I wanted to wait to find out my exact location in Eastern Europe before I told my family. I mentioned the "idea" a year before, but it still came as a shock because they didn't believe I was serious. I also intentionally didn't provide an opportunity for them to try to talk me out of it. When I decided to accept my assignment to Albania is when life double-checked to make sure this was something I wanted. My sister got engaged and wanted her wedding the next year. This was during the first six months of my arrival, when traveling was not allowed. I was put in a situation to decide to leave in March 2004 or post-pone my life to attend my sister's wedding in July. I knew that if I found any reason not to go, I never would. The longer the wait, the more reasons there are not to go. In addition, my dad made it clear Peace Corps was against his wishes. My sister, a financial professional, was bewildered why I would go to another country and work for free when I can do the same thing here and get paid. The thought of going off to a foreign country without my family's support and a heart-broken sister, who needed to find a new maid of honor, was agonizing. My extended family supported my decision with an underlying sadness knowing I would be absent at my sister's wedding. It was made clear to me that this was the first step in my commitment to character-development, to stand behind a decision I made for an experience I needed to have. And now, I am in a small village on the central coast of Albania with wedding pictures being sent via e-mail.
The Idea of PCPC is ideologically simple and realistically difficult: The physical conditions afflicted on health, the constant state of uncertainty, and the emotional nakedness that comes when everything familiar is stripped away. The emotional roller-coaster of "I hate it--I love it" fluxes throughout the two years of service, or even in just one day. It is both exciting and nauseating. It is a refreshing, thirst-quenching drink with a bitter after-taste. You take it all in. My stress-defusing coping mechanisms were quickly activated. I was delivered on a door step to a family I never met, in a new country with a language I didn't know, and 150 pounds of my worldly belongings strategically packed in two suitcases.

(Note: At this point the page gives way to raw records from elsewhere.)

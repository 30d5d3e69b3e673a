//! Backoff policies applied between same-instance attempts.
//!
//! - [`ZeroBackoff`]: retry immediately
//! - [`ConstantBackoff`]: fixed delay
//! - [`ExponentialBackoff`]: growing delay with optional jitter, capped at a maximum

use std::time::Duration;

use rand::Rng;
use serde::{Deserialize, Serialize};
use waypoint_core::BackoffPolicy;

// ---------------------------------------------------------------------------
// BackoffConfig
// ---------------------------------------------------------------------------

/// Serializable backoff description, turned into a policy with [`BackoffConfig::build`].
#[derive(Debug, Clone, Copy, Default, PartialEq, Serialize, Deserialize)]
#[serde(tag = "kind", rename_all = "camelCase", rename_all_fields = "camelCase")]
pub enum BackoffConfig {
    #[default]
    Zero,
    Constant {
        delay_ms: u64,
    },
    Exponential {
        initial_ms: u64,
        max_ms: u64,
        multiplier: f64,
        /// Randomization factor in `[0, 1]`; the delay is drawn from
        /// `[d * (1 - jitter), d * (1 + jitter)]` before capping.
        #[serde(default)]
        jitter: f64,
    },
}

impl BackoffConfig {
    /// Checks the parameters, returning a description of the first problem.
    ///
    /// # Errors
    ///
    /// Returns a message when the multiplier is below 1, the jitter lies
    /// outside `[0, 1]`, or the initial delay exceeds the maximum.
    pub fn validate(&self) -> Result<(), String> {
        match *self {
            Self::Zero | Self::Constant { .. } => Ok(()),
            Self::Exponential {
                initial_ms,
                max_ms,
                multiplier,
                jitter,
            } => {
                if multiplier.is_nan() || multiplier < 1.0 {
                    return Err(format!("backoff multiplier must be >= 1 (got {multiplier})"));
                }
                if !(0.0..=1.0).contains(&jitter) {
                    return Err(format!("backoff jitter must be within [0, 1] (got {jitter})"));
                }
                if initial_ms > max_ms {
                    return Err(format!(
                        "backoff initial delay {initial_ms}ms exceeds max {max_ms}ms"
                    ));
                }
                Ok(())
            }
        }
    }

    #[must_use]
    pub fn build(&self) -> Box<dyn BackoffPolicy> {
        match *self {
            Self::Zero => Box::new(ZeroBackoff),
            Self::Constant { delay_ms } => {
                Box::new(ConstantBackoff::new(Duration::from_millis(delay_ms)))
            }
            Self::Exponential {
                initial_ms,
                max_ms,
                multiplier,
                jitter,
            } => Box::new(ExponentialBackoff {
                initial: Duration::from_millis(initial_ms),
                max: Duration::from_millis(max_ms),
                multiplier,
                jitter,
            }),
        }
    }
}

// ---------------------------------------------------------------------------
// Policies
// ---------------------------------------------------------------------------

/// Retries immediately.
#[derive(Debug, Clone, Copy, Default)]
pub struct ZeroBackoff;

impl BackoffPolicy for ZeroBackoff {
    fn next_delay(&self, _attempt: u32) -> Option<Duration> {
        Some(Duration::ZERO)
    }
}

/// Waits the same delay after every failed attempt.
#[derive(Debug, Clone, Copy)]
pub struct ConstantBackoff {
    delay: Duration,
}

impl ConstantBackoff {
    #[must_use]
    pub fn new(delay: Duration) -> Self {
        Self { delay }
    }
}

impl BackoffPolicy for ConstantBackoff {
    fn next_delay(&self, _attempt: u32) -> Option<Duration> {
        Some(self.delay)
    }
}

/// `initial * multiplier^(attempt - 1)`, randomized by `jitter` and capped at `max`.
#[derive(Debug, Clone, Copy)]
pub struct ExponentialBackoff {
    pub initial: Duration,
    pub max: Duration,
    pub multiplier: f64,
    pub jitter: f64,
}

impl ExponentialBackoff {
    /// Uncapped-then-capped delay in nanoseconds, before jitter.
    #[allow(clippy::cast_precision_loss)]
    fn base_nanos(&self, attempt: u32) -> f64 {
        let exp = i32::try_from(attempt.saturating_sub(1)).unwrap_or(i32::MAX);
        let base = self.initial.as_nanos() as f64 * self.multiplier.powi(exp);
        base.min(self.max.as_nanos() as f64)
    }
}

impl BackoffPolicy for ExponentialBackoff {
    #[allow(
        clippy::cast_possible_truncation,
        clippy::cast_precision_loss,
        clippy::cast_sign_loss
    )]
    fn next_delay(&self, attempt: u32) -> Option<Duration> {
        let base = self.base_nanos(attempt);
        let nanos = if self.jitter > 0.0 && base > 0.0 {
            let delta = base * self.jitter;
            rand::rng().random_range((base - delta)..=(base + delta))
        } else {
            base
        };
        let capped = nanos.clamp(0.0, self.max.as_nanos() as f64);
        Some(Duration::from_nanos(capped.round() as u64))
    }
}

// ---------------------------------------------------------------------------
// Tests
// ---------------------------------------------------------------------------
use dashmap::DashMap;
use waypoint_core::{InstanceRegistry, ServiceInstance};

/// In-memory instance registry keyed by service name.
///
/// Stands in for a discovery-backed registry: instances are registered and
/// removed explicitly, and every lookup returns a snapshot copy.
#[derive(Debug, Default)]
pub struct StaticInstanceRegistry {
    services: DashMap<String, Vec<ServiceInstance>>,
}

impl StaticInstanceRegistry {
    #[must_use]
    pub fn new() -> Self {
        Self::default()
    }

    /// Adds an instance under its `service_name`, replacing one with the same id.
    pub fn register(&self, instance: ServiceInstance) {
        let mut entry = self
            .services
            .entry(instance.service_name.clone())
            .or_default();
        match entry.iter_mut().find(|ins| ins.id == instance.id) {
            Some(existing) => *existing = instance,
            None => entry.push(instance),
        }
    }

    /// Removes an instance. Returns `true` if it was registered.
    pub fn deregister(&self, service: &str, instance_id: &str) -> bool {
        let Some(mut entry) = self.services.get_mut(service) else {
            return false;
        };
        let before = entry.len();
        entry.retain(|ins| ins.id != instance_id);
        before != entry.len()
    }

    /// Number of instances registered for `service`.
    #[must_use]
    pub fn count(&self, service: &str) -> usize {
        self.services.get(service).map_or(0, |entry| entry.len())
    }
}

impl InstanceRegistry for StaticInstanceRegistry {
    fn instances(&self, service: &str) -> anyhow::Result<Vec<ServiceInstance>> {
        Ok(self
            .services
            .get(service)
            .map(|entry| entry.value().clone())
            .unwrap_or_default())
    }
}

#[cfg(test)]
mod tests {
    use super::*;

    #[test]
    fn register_and_list() {
        let registry = StaticInstanceRegistry::new();
        registry.register(ServiceInstance::new("a", "orders").with_endpoint("http", "a:1"));
        registry.register(ServiceInstance::new("b", "orders").with_endpoint("http", "b:1"));
        registry.register(ServiceInstance::new("c", "billing"));

        let orders = registry.instances("orders").unwrap();
        assert_eq!(orders.len(), 2);
        assert_eq!(registry.count("billing"), 1);
        assert!(registry.instances("unknown").unwrap().is_empty());
    }

    #[test]
    fn register_same_id_replaces() {
        let registry = StaticInstanceRegistry::new();
        registry.register(ServiceInstance::new("a", "orders").with_endpoint("http", "old:1"));
        registry.register(ServiceInstance::new("a", "orders").with_endpoint("http", "new:1"));
        let orders = registry.instances("orders").unwrap();
        assert_eq!(orders.len(), 1);
        assert_eq!(orders[0].endpoint("http"), Some("new:1"));
    }

    #[test]
    fn deregister_removes_instance() {
        let registry = StaticInstanceRegistry::new();
        registry.register(ServiceInstance::new("a", "orders"));
        assert!(registry.deregister("orders", "a"));
        assert!(!registry.deregister("orders", "a"));
        assert!(!registry.deregister("unknown", "a"));
        assert_eq!(registry.count("orders"), 0);
    }
}
use async_trait::async_trait;
use waypoint_core::{CallContext, Response};

use super::endpoint::EndpointSelector;
use super::retry::{RetryOrchestrator, RetryPolicy};
use crate::chain::{Chain, Handler};

/// Name of the load-balancing handler in handler chain configuration.
pub const LOADBALANCE_HANDLER: &str = "loadbalancer";

// ---------------------------------------------------------------------------
// LoadBalanceHandler
// ---------------------------------------------------------------------------

/// Chain step that picks the endpoint for a call and supervises retries of
/// the remaining steps.
///
/// With retries disabled for the (source, target) pair, the call is selected
/// once and the rest of the chain runs once. Otherwise the
/// [`RetryOrchestrator`] drives rounds and attempts under the pair's
/// configured limits and backoff.
#[derive(Clone)]
pub struct LoadBalanceHandler {
    selector: EndpointSelector,
    orchestrator: RetryOrchestrator,
}

impl LoadBalanceHandler {
    #[must_use]
    pub fn new(selector: EndpointSelector) -> Self {
        Self {
            orchestrator: RetryOrchestrator::new(selector.clone()),
            selector,
        }
    }

    async fn handle_without_retry(&self, chain: &mut Chain, ctx: &mut CallContext) -> Response {
        match self.selector.select(ctx) {
            Ok(endpoint) => {
                ctx.endpoint = endpoint;
                chain.next(ctx).await
            }
            Err(err) => Response::from_error(err),
        }
    }

    async fn handle_with_retry(&self, chain: &mut Chain, ctx: &mut CallContext) -> Response {
        let config = self.selector.config();
        let policy = RetryPolicy::from_config(config.as_ref(), &ctx.source_service, &ctx.target_service);
        let backoff = config.backoff_policy(&ctx.source_service, &ctx.target_service);
        self.orchestrator
            .run(chain, ctx, policy, backoff.as_ref())
            .await
    }
}

#[async_trait]
impl Handler for LoadBalanceHandler {
    fn name(&self) -> &'static str {
        LOADBALANCE_HANDLER
    }

    async fn handle(&self, chain: &mut Chain, ctx: &mut CallContext) -> Response {
        if self
            .selector
            .config()
            .retry_enabled(&ctx.source_service, &ctx.target_service)
        {
            self.handle_with_retry(chain, ctx).await
        } else {
            self.handle_without_retry(chain, ctx).await
        }
    }
}

// ---------------------------------------------------------------------------
// Tests
// ---------------------------------------------------------------------------
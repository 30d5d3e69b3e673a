//! Scripted collaborators shared by the balancer tests.

use std::sync::atomic::{AtomicU32, Ordering};
use std::sync::{Arc, Mutex};

use async_trait::async_trait;
use waypoint_core::{
    CallContext, InvocationError, Response, SelectionContext, SelectionCriteria, SelectionEngine,
    SelectionError, ServiceInstance,
};

use super::endpoint::EndpointSelector;
use crate::chain::{Chain, Handler};
use crate::config::RouterConfig;
use crate::strategy::StrategyRegistry;

/// Engine handing out `instances` in turn, one per build. Builds numbered
/// `fail_from` and later fail with `NoInstance`.
pub struct ScriptedEngine {
    pub builds: AtomicU32,
    pub fail_from: Option<u32>,
    pub instances: Vec<ServiceInstance>,
}

impl ScriptedEngine {
    pub fn new(ids: &[&str]) -> Self {
        Self {
            builds: AtomicU32::new(0),
            fail_from: None,
            instances: ids
                .iter()
                .map(|id| {
                    ServiceInstance::new(*id, "orders").with_endpoint("http", format!("{id}:1"))
                })
                .collect(),
        }
    }

    pub fn failing_from(mut self, build: u32) -> Self {
        self.fail_from = Some(build);
        self
    }

    pub fn builds(&self) -> u32 {
        self.builds.load(Ordering::SeqCst)
    }
}

struct Picked(ServiceInstance);

impl SelectionContext for Picked {
    fn pick(&mut self) -> Result<ServiceInstance, SelectionError> {
        Ok(self.0.clone())
    }
}

impl SelectionEngine for ScriptedEngine {
    fn build(
        &self,
        criteria: SelectionCriteria,
    ) -> Result<Box<dyn SelectionContext>, SelectionError> {
        let n = self.builds.fetch_add(1, Ordering::SeqCst) + 1;
        if self.fail_from.is_some_and(|from| n >= from) || self.instances.is_empty() {
            return Err(SelectionError::NoInstance {
                service: criteria.target_service,
            });
        }
        let idx = (n as usize - 1) % self.instances.len();
        Ok(Box::new(Picked(self.instances[idx].clone())))
    }
}

pub fn selector(config: RouterConfig, engine: Arc<ScriptedEngine>) -> EndpointSelector {
    EndpointSelector::new(
        Arc::new(config),
        Arc::new(StrategyRegistry::with_builtin()),
        engine,
    )
}

/// One downstream call as observed by [`Downstream`].
#[derive(Debug, Clone, PartialEq, Eq)]
pub struct Observed {
    pub position: usize,
    pub endpoint: String,
}

/// Terminal handler failing every call except the `succeed_on`-th (1-based).
pub struct Downstream {
    pub calls: Arc<Mutex<Vec<Observed>>>,
    pub succeed_on: Option<usize>,
    pub cancel_on: Option<usize>,
}

impl Downstream {
    pub fn failing() -> Self {
        Self {
            calls: Arc::new(Mutex::new(Vec::new())),
            succeed_on: None,
            cancel_on: None,
        }
    }

    pub fn succeeding_on(call: usize) -> Self {
        Self {
            succeed_on: Some(call),
            ..Self::failing()
        }
    }

    pub fn cancelling_on(call: usize) -> Self {
        Self {
            cancel_on: Some(call),
            ..Self::failing()
        }
    }
}

#[async_trait]
impl Handler for Downstream {
    fn name(&self) -> &'static str {
        "downstream"
    }

    async fn handle(&self, chain: &mut Chain, ctx: &mut CallContext) -> Response {
        let n = {
            let mut calls = self.calls.lock().unwrap();
            calls.push(Observed {
                position: chain.position(),
                endpoint: ctx.endpoint.clone(),
            });
            calls.len()
        };
        if self.cancel_on == Some(n) {
            ctx.cancel.cancel();
        }
        if self.succeed_on == Some(n) {
            Response::ok(format!("ok-{n}"))
        } else {
            Response::from_error(InvocationError::downstream(anyhow::anyhow!("boom-{n}")))
        }
    }
}
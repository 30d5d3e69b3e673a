//! Default selection engine and the collaborators it combines.
//!
//! - [`registry`]: in-memory instance registry
//! - [`filter`]: named instance filters applied before the strategy
//! - [`engine`]: builds per-attempt selection contexts

pub mod engine;
pub mod filter;
pub mod registry;

pub use engine::{DefaultSelection, DefaultSelectionEngine};
pub use filter::{FilterCriteria, FilterRegistry, InstanceFilter, FILTER_PROTOCOL, FILTER_TAGS};
pub use registry::StaticInstanceRegistry;
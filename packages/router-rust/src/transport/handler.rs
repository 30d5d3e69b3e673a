use async_trait::async_trait;
use parking_lot::Mutex;
use tower::{Service, ServiceExt};
use waypoint_core::{CallContext, InvocationError, Response};

use super::router::TransportService;
use crate::chain::{Chain, Handler};

/// Name of the transport handler in handler chain configuration.
pub const TRANSPORT_HANDLER: &str = "transport";

// ---------------------------------------------------------------------------
// TransportHandler
// ---------------------------------------------------------------------------

/// Terminal chain step: sends the call to `ctx.endpoint` through a tower
/// transport service and turns the outcome into the step's [`Response`].
///
/// The service is cloned per call so concurrent calls never wait on each
/// other's readiness.
pub struct TransportHandler<S = TransportService> {
    service: Mutex<S>,
}

impl<S> TransportHandler<S> {
    #[must_use]
    pub fn new(service: S) -> Self {
        Self {
            service: Mutex::new(service),
        }
    }
}

#[async_trait]
impl<S> Handler for TransportHandler<S>
where
    S: Service<CallContext, Response = Response, Error = InvocationError> + Clone + Send + 'static,
    S::Future: Send,
{
    fn name(&self) -> &'static str {
        TRANSPORT_HANDLER
    }

    async fn handle(&self, _chain: &mut Chain, ctx: &mut CallContext) -> Response {
        let service = self.service.lock().clone();
        match service.oneshot(ctx.clone()).await {
            Ok(response) => response,
            Err(err) => {
                tracing::debug!(
                    target_service = %ctx.target_service,
                    endpoint = %ctx.endpoint,
                    error = %err,
                    "transport call failed"
                );
                Response::from_error(err)
            }
        }
    }
}

// ---------------------------------------------------------------------------
// Tests
// ---------------------------------------------------------------------------
//! Per-attempt instrumentation for transport calls: a `tracing` span plus
//! `metrics` counters and a duration histogram.

use std::future::Future;
use std::pin::Pin;
use std::task::{Context, Poll};
use std::time::Instant;

use tower::{Layer, Service};
use tracing::{info_span, Instrument};
use waypoint_core::{CallContext, InvocationError, Response};

// ---------------------------------------------------------------------------
// MetricsLayer
// ---------------------------------------------------------------------------

#[derive(Debug, Clone, Copy, Default)]
pub struct MetricsLayer;

impl<S> Layer<S> for MetricsLayer {
    type Service = MetricsService<S>;

    fn layer(&self, inner: S) -> Self::Service {
        MetricsService { inner }
    }
}

// ---------------------------------------------------------------------------
// MetricsService
// ---------------------------------------------------------------------------

/// Records duration and outcome of every transport call.
#[derive(Debug, Clone)]
pub struct MetricsService<S> {
    inner: S,
}

impl<S> Service<CallContext> for MetricsService<S>
where
    S: Service<CallContext, Response = Response, Error = InvocationError> + Send,
    S::Future: Send + 'static,
{
    type Response = Response;
    type Error = InvocationError;
    type Future = Pin<Box<dyn Future<Output = Result<Response, InvocationError>> + Send>>;

    fn poll_ready(&mut self, cx: &mut Context<'_>) -> Poll<Result<(), Self::Error>> {
        self.inner.poll_ready(cx)
    }

    fn call(&mut self, ctx: CallContext) -> Self::Future {
        let target = ctx.target_service.clone();
        let protocol = ctx.protocol.clone();
        let args = ctx.args.as_ref().map_or("none", |args| args.transport());

        let span = info_span!(
            "transport",
            target_service = %target,
            protocol = %protocol,
            args,
            endpoint = %ctx.endpoint,
            trace_id = %ctx.trace_id,
            duration_ms = tracing::field::Empty,
            outcome = tracing::field::Empty,
        );

        let fut = self.inner.call(ctx);

        Box::pin(
            async move {
                let start = Instant::now();
                let result = fut.await;
                let elapsed = start.elapsed();

                let outcome = match &result {
                    Ok(_) => "ok",
                    Err(InvocationError::Timeout { .. }) => "timeout",
                    Err(InvocationError::Cancelled) => "cancelled",
                    Err(_) => "error",
                };

                #[allow(clippy::cast_possible_truncation)]
                let duration_ms = elapsed.as_millis() as u64;
                tracing::Span::current().record("duration_ms", duration_ms);
                tracing::Span::current().record("outcome", outcome);

                metrics::histogram!(
                    "waypoint_transport_duration_seconds",
                    "target" => target.clone(),
                    "protocol" => protocol,
                    "outcome" => outcome
                )
                .record(elapsed.as_secs_f64());

                tracing::debug!(
                    target_service = %target,
                    duration_ms,
                    outcome,
                    "transport call complete"
                );

                result
            }
            .instrument(span),
        )
    }
}

// ---------------------------------------------------------------------------
// Tests
// ---------------------------------------------------------------------------

#[cfg(test)]
mod tests {
    use tower::ServiceExt;

    use super::*;

    /// Completes immediately with a fixed result.
    struct ImmediateService {
        fail: bool,
    }

    impl Service<CallContext> for ImmediateService {
        type Response = Response;
        type Error = InvocationError;
        type Future = Pin<Box<dyn Future<Output = Result<Response, InvocationError>> + Send>>;

        fn poll_ready(&mut self, _cx: &mut Context<'_>) -> Poll<Result<(), Self::Error>> {
            Poll::Ready(Ok(()))
        }

        fn call(&mut self, ctx: CallContext) -> Self::Future {
            let fail = self.fail;
            Box::pin(async move {
                if fail {
                    Err(InvocationError::downstream(anyhow::anyhow!("refused by {}", ctx.endpoint)))
                } else {
                    Ok(Response::ok("pong").with_status(200))
                }
            })
        }
    }

    #[tokio::test]
    async fn passes_through_response() {
        let svc = MetricsLayer.layer(ImmediateService { fail: false });
        let resp = svc.oneshot(CallContext::new("gw", "orders")).await.unwrap();
        assert_eq!(resp.status, Some(200));
        assert_eq!(resp.body, bytes::Bytes::from_static(b"pong"));
    }

    #[tokio::test]
    async fn passes_through_error() {
        let svc = MetricsLayer.layer(ImmediateService { fail: true });
        let mut ctx = CallContext::new("gw", "orders");
        ctx.endpoint = "a:1".to_string();
        let err = svc.oneshot(ctx).await.unwrap_err();
        assert!(err.to_string().contains("refused by a:1"));
    }
}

It has been difficult to be successful in my academic endeavors while feeling completely incompetent in a new environment. To be an adult who is treated like a child. To have a Master's in Communication and equipped with only baby-level language. To be a teacher and have a 10-year old neighbor corrects my language homework. To be an independent woman who needs the ties to family to be safe. To be a feminist believing in gender equality and be reminded on a daily basis that I'm a sexual object. To accept that my freedom is restricted because I'm female, and there are certain activities I can't participate in and places I can't go. To be so adamant about coming, only to be unclear about my purpose. To have confidence in myself while consistently being humbled. The irony is that the characteristics necessary to be successful in PC are exactly the ones that get challenged. Thus, the PC motto of "flexibility," which means more than doing yoga.
What makes me want to stay?Continuing to serve is a choice I make daily. I may not be dramatically changing the world, but I'm making a collective contribution to improve it. I have a series of "meaningful moments" that create an uncommonly rich experience that is uniquely my own. The students are my teachers. The people I'm here to help are the ones that generously give to me first. It is an epic exchange of culture, understanding, and laughter.
Final ThoughtsI wake up happy just about every day because my heart is filled with gratitude for all that I've been given and all I'm able to offer. I live fully in each moment because this journey requires 100% of my attention. Peace Corps is not for everyone, I found out why when I got here!